[Problem statement]:
Nothing but the lines from the start of the records below through the line that has "profile, discover, persist." should appear, each exactly as given.
%%
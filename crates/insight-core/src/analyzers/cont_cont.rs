//! `cont X cont`: Pearson correlation of two continuous columns.

use insight_model::{AnalysisKind, PairCandidate, PipelineOptions, Result};
use insight_narrative::continuous_vs_continuous;
use insight_stats::pearsonr;
use polars::prelude::DataFrame;

use super::analyzer_trait::{PairAnalysis, PairAnalyzer, degenerate};
use crate::frame::paired_floats;

pub struct CorrelationAnalyzer;

impl PairAnalyzer for CorrelationAnalyzer {
    fn kind(&self) -> AnalysisKind {
        AnalysisKind::ContCont
    }

    fn description(&self) -> &'static str {
        "Pearson correlation over pairwise complete rows"
    }

    fn analyze(
        &self,
        df: &DataFrame,
        pair: &PairCandidate,
        options: &PipelineOptions,
    ) -> Result<PairAnalysis> {
        let (x, y) = paired_floats(df, &pair.first, &pair.second)?;
        let result = pearsonr(&x, &y).map_err(|err| degenerate(&pair.first, err))?;
        let coef = result.statistic;

        Ok(PairAnalysis {
            result,
            magnitude: Some(coef),
            headline: None,
            narrative: continuous_vs_continuous(
                &pair.first,
                &pair.second,
                coef,
                options.is_significant(result.p_value),
            ),
        })
    }
}
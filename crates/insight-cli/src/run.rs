//! End-to-end run: load, profile, discover, persist.

use std::path::{Path, PathBuf};
use std::time::Instant;

use anyhow::{Context, Result};
use insight_core::{InsightPipeline, PipelineOutput};
use insight_ingest::{DefaultProfiler, ProfilerOptions, read_csv_table};
use insight_model::{ColumnProfile, ColumnProfiler, InsightRecord, InsightSink, PipelineOptions};
use insight_report::{ReportFormat, ReportWriter, WriteMode};
use polars::prelude::DataFrame;
use tracing::{info, info_span};

/// Where and how to persist records.
#[derive(Debug, Clone)]
pub struct OutputTarget {
    pub path: PathBuf,
    pub format: ReportFormat,
    pub mode: WriteMode,
}

impl OutputTarget {
    /// Uses `format` when given, otherwise the file extension, otherwise CSV.
    pub fn new(path: PathBuf, format: Option<ReportFormat>, mode: WriteMode) -> Self {
        let format = format
            .or_else(|| ReportFormat::from_path(&path))
            .unwrap_or(ReportFormat::Csv);
        Self { path, format, mode }
    }
}

#[derive(Debug, Clone)]
pub struct RunConfig {
    pub input: PathBuf,
    pub pipeline: PipelineOptions,
    pub profiler: ProfilerOptions,
    /// `None` skips persistence.
    pub output: Option<OutputTarget>,
}

/// A loaded dataset with its column profiles.
#[derive(Debug, Clone)]
pub struct ProfiledDataset {
    pub data: DataFrame,
    pub profiles: Vec<ColumnProfile>,
}

#[derive(Debug)]
pub struct RunResult {
    pub input: PathBuf,
    pub dataset_id: String,
    pub rows: usize,
    pub columns: usize,
    pub profiles: Vec<ColumnProfile>,
    pub output: PipelineOutput,
    pub report: Option<PathBuf>,
}

/// Loads a CSV file and profiles every column.
pub fn profile_dataset(input: &Path, options: ProfilerOptions) -> Result<ProfiledDataset> {
    let _span = info_span!("ingest", input = %input.display()).entered();
    let data = read_csv_table(input).with_context(|| format!("load {}", input.display()))?;
    let profiles = DefaultProfiler::new(options)
        .profile(&data)
        .with_context(|| format!("profile {}", input.display()))?;
    Ok(ProfiledDataset { data, profiles })
}

/// Runs the whole pipeline over one input file.
pub fn run_analysis(config: &RunConfig) -> Result<RunResult> {
    let start = Instant::now();
    let pipeline =
        InsightPipeline::new(config.pipeline.clone()).context("invalid pipeline options")?;

    let ProfiledDataset { data, profiles } = profile_dataset(&config.input, config.profiler)?;
    let output = pipeline.run(&data, &profiles);

    let report = match &config.output {
        Some(target) => {
            let mut writer = ReportWriter::new(target.format, target.path.clone(), target.mode)
                .with_context(|| format!("configure report {}", target.path.display()))?;
            write_records(&mut writer, &output.records)?;
            Some(target.path.clone())
        }
        None => None,
    };

    info!(
        input = %config.input.display(),
        records = output.records.len(),
        duration_ms = start.elapsed().as_millis(),
        "run complete"
    );
    Ok(RunResult {
        input: config.input.clone(),
        dataset_id: config.pipeline.dataset_id.clone(),
        rows: data.height(),
        columns: data.width(),
        profiles,
        output,
        report,
    })
}

/// Hands records to any sink, attaching the sink name to failures.
pub fn write_records<S: InsightSink>(sink: &mut S, records: &[InsightRecord]) -> Result<()> {
    let _span = info_span!("persist", sink = sink.name(), records = records.len()).entered();
    sink.write(records)
        .with_context(|| format!("write records to {} sink", sink.name()))?;
    Ok(())
}
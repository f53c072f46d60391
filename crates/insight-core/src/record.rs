//! Turns a pair analysis into an insight record.

use insight_common::round_to;
use insight_model::{InsightRecord, PairCandidate, PipelineOptions};

use crate::analyzers::PairAnalysis;

/// Applies the significance policy and assembles the record.
///
/// The text is the headline (when significant) followed by the narrative.
/// Returns `None` when `only_significant` filters the pair out or when
/// there is nothing to say.
pub fn build_record(
    pair: &PairCandidate,
    analysis: &PairAnalysis,
    options: &PipelineOptions,
) -> Option<InsightRecord> {
    let significant = options.is_significant(analysis.result.p_value);
    if options.only_significant && !significant {
        return None;
    }

    let mut text = String::new();
    if significant && let Some(headline) = &analysis.headline {
        text.push_str(headline);
    }
    text.push_str(&analysis.narrative);
    if text.is_empty() {
        return None;
    }

    Some(InsightRecord {
        date: options.run_date.clone(),
        dataset_id: options.dataset_id.clone(),
        insight_text: text,
        p_value: round_to(analysis.result.p_value, 4),
        magnitude: analysis.magnitude,
        column_1: pair.first.clone(),
        column_2: pair.second.clone(),
        test: pair.kind.test(),
        analysis_kind: pair.kind,
        statistic: analysis.result.statistic,
    })
}
//! One-way analysis of variance.

use statrs::distribution::{ContinuousCDF, FisherSnedecor};

use crate::TestResult;
use crate::error::{Result, StatsError};

/// One-way ANOVA F-test across two or more groups.
///
/// Every group needs at least two observations, and the pooled
/// within-group variance must be non-zero.
pub fn f_oneway(groups: &[Vec<f64>]) -> Result<TestResult> {
    if groups.len() < 2 {
        return Err(StatsError::InsufficientData {
            what: "groups",
            needed: 2,
            found: groups.len(),
        });
    }
    if let Some(small) = groups.iter().find(|g| g.len() < 2) {
        return Err(StatsError::InsufficientData {
            what: "observations per group",
            needed: 2,
            found: small.len(),
        });
    }

    let k = groups.len() as f64;
    let n: usize = groups.iter().map(Vec::len).sum();
    let n = n as f64;
    let grand_mean = groups.iter().flatten().sum::<f64>() / n;

    let mut ss_between = 0.0;
    let mut ss_within = 0.0;
    for group in groups {
        let size = group.len() as f64;
        let mean = group.iter().sum::<f64>() / size;
        ss_between += size * (mean - grand_mean).powi(2);
        ss_within += group.iter().map(|v| (v - mean).powi(2)).sum::<f64>();
    }
    if ss_within == 0.0 {
        return Err(StatsError::ZeroVariance {
            what: "within groups",
        });
    }

    let df_between = k - 1.0;
    let df_within = n - k;
    let f = (ss_between / df_between) / (ss_within / df_within);
    let dist = FisherSnedecor::new(df_between, df_within).map_err(StatsError::distribution)?;
    Ok(TestResult::new(f, dist.sf(f)))
}
//! CLI library components for automatic insight discovery.

#![allow(missing_docs)]

pub mod logging;
pub mod run;
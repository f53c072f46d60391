#![allow(missing_docs)]

use insight_model::{
    AnalysisKind, BucketMap, CandidateSet, ColumnProfile, InsightRecord, PairCandidate,
    PipelineOptions, Scalar, SemanticTag, StatTest, TypeCode, ValueCounts,
};

#[test]
fn test_profile_from_bool_counts() {
    let profile = ColumnProfile::from_counts(
        "active",
        TypeCode::Bool,
        ValueCounts::new([(Scalar::Bool(true), 600), (Scalar::Bool(false), 400)]),
    );
    assert_eq!(profile.distinct_count, 2);
    assert!(!profile.is_unique);
    assert_eq!(profile.mode, Some(Scalar::Bool(true)));
    assert_eq!(profile.value_counts.min_count(), Some(400));
}

#[test]
fn test_bucket_map_serializes_by_tag_name() {
    let buckets: BucketMap = [
        (SemanticTag::Binary, "active".to_string()),
        (SemanticTag::Categorical, "group".to_string()),
    ]
    .into_iter()
    .collect();
    let json = serde_json::to_value(&buckets).expect("serialize buckets");
    assert_eq!(json["buckets"]["binary"][0], "active");
    assert_eq!(json["buckets"]["categorical"][0], "group");
}

#[test]
fn test_candidate_set_counts_cover_every_kind() {
    let mut set = CandidateSet::new();
    set.push(PairCandidate::new(AnalysisKind::BinCont, "active", "visits"));
    let counts = set.counts();
    assert_eq!(counts.len(), AnalysisKind::ALL.len());
    assert_eq!(counts[2], (AnalysisKind::BinCont, 1));
    assert!(counts.iter().filter(|(_, n)| *n == 0).count() == 4);
}

#[test]
fn test_kind_maps_to_test_family() {
    assert_eq!(AnalysisKind::BinBin.test(), StatTest::ChiSquare);
    assert_eq!(AnalysisKind::BinCont.test(), StatTest::TTest);
    assert_eq!(AnalysisKind::CatCont.test(), StatTest::Anova);
    assert_eq!(AnalysisKind::ContCont.test(), StatTest::Pearson);
    assert!(AnalysisKind::ContCont.is_symmetric());
    assert!(!AnalysisKind::BinCat.is_symmetric());
}

#[test]
fn test_record_round_trips_through_json() {
    let record = InsightRecord {
        date: "03-14-26".to_string(),
        dataset_id: "random".to_string(),
        insight_text: "x increases nearly linearly with respect to y. ".to_string(),
        p_value: 0.0,
        magnitude: Some(1.0),
        column_1: "x".to_string(),
        column_2: "y".to_string(),
        test: StatTest::Pearson,
        analysis_kind: AnalysisKind::ContCont,
        statistic: 1.0,
    };
    let json = serde_json::to_string(&record).expect("serialize record");
    let round: InsightRecord = serde_json::from_str(&json).expect("deserialize record");
    assert_eq!(round, record);
}

#[test]
fn test_options_serialize() {
    let options = PipelineOptions::default()
        .with_dataset_id("sales")
        .with_run_date("01-01-26");
    let json = serde_json::to_string(&options).expect("serialize options");
    let round: PipelineOptions = serde_json::from_str(&json).expect("deserialize options");
    assert_eq!(round, options);
}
%%
[Result of this task]:
filename crates/insight-core/src/analyzers/cont_cont.rs
//! `cont X cont`: Pearson correlation of two continuous columns.

use insight_model::{AnalysisKind, PairCandidate, PipelineOptions, Result};
use insight_narrative::continuous_vs_continuous;
use insight_stats::pearsonr;
use polars::prelude::DataFrame;

use super::analyzer_trait::{PairAnalysis, PairAnalyzer, degenerate};
use crate::frame::paired_floats;

pub struct CorrelationAnalyzer;

impl PairAnalyzer for CorrelationAnalyzer {
    fn kind(&self) -> AnalysisKind {
        AnalysisKind::ContCont
    }

    fn description(&self) -> &'static str {
        "Pearson correlation over pairwise complete rows"
    }

    fn analyze(
        &self,
        df: &DataFrame,
        pair: &PairCandidate,
        options: &PipelineOptions,
    ) -> Result<PairAnalysis> {
        let (x, y) = paired_floats(df, &pair.first, &pair.second)?;
        let result = pearsonr(&x, &y).map_err(|err| degenerate(&pair.first, err))?;
        let coef = result.statistic;

        Ok(PairAnalysis {
            result,
            magnitude: Some(coef),
            headline: None,
            narrative: continuous_vs_continuous(
                &pair.first,
                &pair.second,
                coef,
                options.is_significant(result.p_value),
            ),
        })
    }
}
filename crates/insight-cli/src/run.rs
//! End-to-end run: load, profile, discover, persist.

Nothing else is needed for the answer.